_TASK REQUIREMENTS_.
As the answer, set down the lines below from the one containing "#[derive(Clone, Debug, PartialEq, Eq)]" through the one containing "replies run out.", exactly and inclusively, and no others.

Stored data
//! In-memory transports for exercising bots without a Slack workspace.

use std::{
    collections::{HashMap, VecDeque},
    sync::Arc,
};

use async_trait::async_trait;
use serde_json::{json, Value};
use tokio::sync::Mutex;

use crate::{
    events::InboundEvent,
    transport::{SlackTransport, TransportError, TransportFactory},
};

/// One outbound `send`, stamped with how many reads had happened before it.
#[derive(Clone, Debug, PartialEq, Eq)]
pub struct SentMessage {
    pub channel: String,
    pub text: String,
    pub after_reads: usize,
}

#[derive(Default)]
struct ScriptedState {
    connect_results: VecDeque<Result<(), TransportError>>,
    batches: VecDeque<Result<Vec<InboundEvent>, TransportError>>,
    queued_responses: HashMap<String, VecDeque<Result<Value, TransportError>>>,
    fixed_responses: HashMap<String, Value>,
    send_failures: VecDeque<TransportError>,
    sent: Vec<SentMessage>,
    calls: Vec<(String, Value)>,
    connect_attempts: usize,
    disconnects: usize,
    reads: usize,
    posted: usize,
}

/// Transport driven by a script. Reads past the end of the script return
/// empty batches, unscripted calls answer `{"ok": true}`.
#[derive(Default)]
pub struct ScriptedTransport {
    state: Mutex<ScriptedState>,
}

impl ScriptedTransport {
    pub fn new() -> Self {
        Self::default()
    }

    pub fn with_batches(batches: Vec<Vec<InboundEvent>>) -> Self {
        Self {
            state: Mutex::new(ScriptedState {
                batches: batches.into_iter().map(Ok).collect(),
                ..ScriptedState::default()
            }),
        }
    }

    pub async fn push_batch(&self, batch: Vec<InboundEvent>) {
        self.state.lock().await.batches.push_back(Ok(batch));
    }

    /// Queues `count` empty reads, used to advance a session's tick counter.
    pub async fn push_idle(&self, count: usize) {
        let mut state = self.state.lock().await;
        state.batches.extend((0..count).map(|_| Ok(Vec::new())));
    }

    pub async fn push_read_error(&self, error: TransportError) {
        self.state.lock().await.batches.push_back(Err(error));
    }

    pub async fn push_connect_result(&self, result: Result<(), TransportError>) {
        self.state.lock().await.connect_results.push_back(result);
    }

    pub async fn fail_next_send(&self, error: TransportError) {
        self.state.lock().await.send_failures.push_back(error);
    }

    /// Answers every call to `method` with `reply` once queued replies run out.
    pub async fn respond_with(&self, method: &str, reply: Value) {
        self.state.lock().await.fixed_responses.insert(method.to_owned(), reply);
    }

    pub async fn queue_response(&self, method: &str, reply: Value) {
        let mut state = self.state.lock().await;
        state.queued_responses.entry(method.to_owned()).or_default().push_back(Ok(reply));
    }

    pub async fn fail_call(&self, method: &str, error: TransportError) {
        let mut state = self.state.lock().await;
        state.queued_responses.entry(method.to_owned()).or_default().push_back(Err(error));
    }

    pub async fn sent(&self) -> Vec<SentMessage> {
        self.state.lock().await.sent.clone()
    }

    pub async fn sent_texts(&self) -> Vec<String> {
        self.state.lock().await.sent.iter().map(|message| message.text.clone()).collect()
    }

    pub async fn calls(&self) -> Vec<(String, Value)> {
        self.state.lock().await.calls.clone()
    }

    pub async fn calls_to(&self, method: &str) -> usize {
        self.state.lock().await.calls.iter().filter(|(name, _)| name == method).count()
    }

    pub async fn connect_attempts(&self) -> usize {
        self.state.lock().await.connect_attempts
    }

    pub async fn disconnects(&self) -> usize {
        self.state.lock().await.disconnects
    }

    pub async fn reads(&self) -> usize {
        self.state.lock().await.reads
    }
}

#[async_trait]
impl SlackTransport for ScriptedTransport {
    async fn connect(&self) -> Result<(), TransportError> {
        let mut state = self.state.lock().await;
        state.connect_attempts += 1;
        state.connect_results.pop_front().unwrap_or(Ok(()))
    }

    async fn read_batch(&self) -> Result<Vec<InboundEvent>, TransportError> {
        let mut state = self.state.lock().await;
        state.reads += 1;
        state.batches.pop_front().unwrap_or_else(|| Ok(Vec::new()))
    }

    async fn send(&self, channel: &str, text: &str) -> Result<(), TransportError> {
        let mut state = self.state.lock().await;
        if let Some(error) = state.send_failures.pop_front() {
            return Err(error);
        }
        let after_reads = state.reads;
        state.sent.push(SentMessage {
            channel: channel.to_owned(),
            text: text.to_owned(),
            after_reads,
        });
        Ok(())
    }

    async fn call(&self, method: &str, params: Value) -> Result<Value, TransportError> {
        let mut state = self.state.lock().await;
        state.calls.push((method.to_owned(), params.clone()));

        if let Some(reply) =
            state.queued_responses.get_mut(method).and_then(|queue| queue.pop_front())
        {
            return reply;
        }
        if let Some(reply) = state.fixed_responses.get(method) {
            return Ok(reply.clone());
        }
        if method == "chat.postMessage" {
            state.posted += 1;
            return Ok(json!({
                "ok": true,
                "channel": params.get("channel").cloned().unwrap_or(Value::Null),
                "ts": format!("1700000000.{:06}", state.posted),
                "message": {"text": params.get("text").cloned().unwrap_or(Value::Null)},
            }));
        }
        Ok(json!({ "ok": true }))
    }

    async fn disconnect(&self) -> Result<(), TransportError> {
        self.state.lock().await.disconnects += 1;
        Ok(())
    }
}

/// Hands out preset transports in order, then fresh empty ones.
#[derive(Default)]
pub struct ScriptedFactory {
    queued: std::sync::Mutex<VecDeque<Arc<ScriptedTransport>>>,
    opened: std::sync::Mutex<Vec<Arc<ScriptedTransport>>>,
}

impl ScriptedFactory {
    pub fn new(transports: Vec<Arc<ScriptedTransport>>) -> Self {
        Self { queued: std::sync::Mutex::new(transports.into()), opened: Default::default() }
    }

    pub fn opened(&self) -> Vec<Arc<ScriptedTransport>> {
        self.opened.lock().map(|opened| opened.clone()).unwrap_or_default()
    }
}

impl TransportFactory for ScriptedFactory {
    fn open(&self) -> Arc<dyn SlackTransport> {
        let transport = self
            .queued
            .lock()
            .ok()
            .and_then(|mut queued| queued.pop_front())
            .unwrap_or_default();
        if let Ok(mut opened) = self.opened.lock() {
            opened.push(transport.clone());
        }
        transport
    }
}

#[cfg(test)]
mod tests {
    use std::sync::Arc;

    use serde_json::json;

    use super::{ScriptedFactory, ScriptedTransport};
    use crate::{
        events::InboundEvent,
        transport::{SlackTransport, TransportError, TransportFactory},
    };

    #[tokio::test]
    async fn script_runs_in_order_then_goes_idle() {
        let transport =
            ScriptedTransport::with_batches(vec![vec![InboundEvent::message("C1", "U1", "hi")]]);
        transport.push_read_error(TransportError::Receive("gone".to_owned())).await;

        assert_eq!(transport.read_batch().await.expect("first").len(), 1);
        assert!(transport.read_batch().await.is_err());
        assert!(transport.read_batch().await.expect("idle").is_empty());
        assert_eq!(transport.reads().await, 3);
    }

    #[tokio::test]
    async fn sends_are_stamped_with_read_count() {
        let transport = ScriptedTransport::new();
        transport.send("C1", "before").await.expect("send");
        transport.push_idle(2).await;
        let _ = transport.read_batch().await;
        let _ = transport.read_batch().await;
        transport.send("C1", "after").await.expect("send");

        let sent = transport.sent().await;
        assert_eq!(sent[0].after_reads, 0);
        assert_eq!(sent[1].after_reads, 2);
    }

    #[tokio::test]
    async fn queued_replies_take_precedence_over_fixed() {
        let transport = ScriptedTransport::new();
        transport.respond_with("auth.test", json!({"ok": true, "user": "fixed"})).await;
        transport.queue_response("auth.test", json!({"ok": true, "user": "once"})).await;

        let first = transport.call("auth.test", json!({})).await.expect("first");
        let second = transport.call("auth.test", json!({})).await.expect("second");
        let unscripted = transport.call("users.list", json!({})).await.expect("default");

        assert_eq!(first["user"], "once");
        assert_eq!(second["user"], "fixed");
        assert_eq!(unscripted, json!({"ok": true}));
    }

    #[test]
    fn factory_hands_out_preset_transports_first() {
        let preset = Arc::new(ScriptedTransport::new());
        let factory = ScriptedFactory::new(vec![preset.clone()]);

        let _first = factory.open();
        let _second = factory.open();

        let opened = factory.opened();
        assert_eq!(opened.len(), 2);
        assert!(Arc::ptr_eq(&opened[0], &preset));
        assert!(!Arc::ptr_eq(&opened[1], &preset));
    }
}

_ANSWER_.
#[derive(Clone, Debug, PartialEq, Eq)]
pub struct SentMessage {
    pub channel: String,
    pub text: String,
    pub after_reads: usize,
}

#[derive(Default)]
struct ScriptedState {
    connect_results: VecDeque<Result<(), TransportError>>,
    batches: VecDeque<Result<Vec<InboundEvent>, TransportError>>,
    queued_responses: HashMap<String, VecDeque<Result<Value, TransportError>>>,
    fixed_responses: HashMap<String, Value>,
    send_failures: VecDeque<TransportError>,
    sent: Vec<SentMessage>,
    calls: Vec<(String, Value)>,
    connect_attempts: usize,
    disconnects: usize,
    reads: usize,
    posted: usize,
}

/// Transport driven by a script. Reads past the end of the script return
/// empty batches, unscripted calls answer `{"ok": true}`.
#[derive(Default)]
pub struct ScriptedTransport {
    state: Mutex<ScriptedState>,
}

impl ScriptedTransport {
    pub fn new() -> Self {
        Self::default()
    }

    pub fn with_batches(batches: Vec<Vec<InboundEvent>>) -> Self {
        Self {
            state: Mutex::new(ScriptedState {
                batches: batches.into_iter().map(Ok).collect(),
                ..ScriptedState::default()
            }),
        }
    }

    pub async fn push_batch(&self, batch: Vec<InboundEvent>) {
        self.state.lock().await.batches.push_back(Ok(batch));
    }

    /// Queues `count` empty reads, used to advance a session's tick counter.
    pub async fn push_idle(&self, count: usize) {
        let mut state = self.state.lock().await;
        state.batches.extend((0..count).map(|_| Ok(Vec::new())));
    }

    pub async fn push_read_error(&self, error: TransportError) {
        self.state.lock().await.batches.push_back(Err(error));
    }

    pub async fn push_connect_result(&self, result: Result<(), TransportError>) {
        self.state.lock().await.connect_results.push_back(result);
    }

    pub async fn fail_next_send(&self, error: TransportError) {
        self.state.lock().await.send_failures.push_back(error);
    }

    /// Answers every call to `method` with `reply` once queued replies run out.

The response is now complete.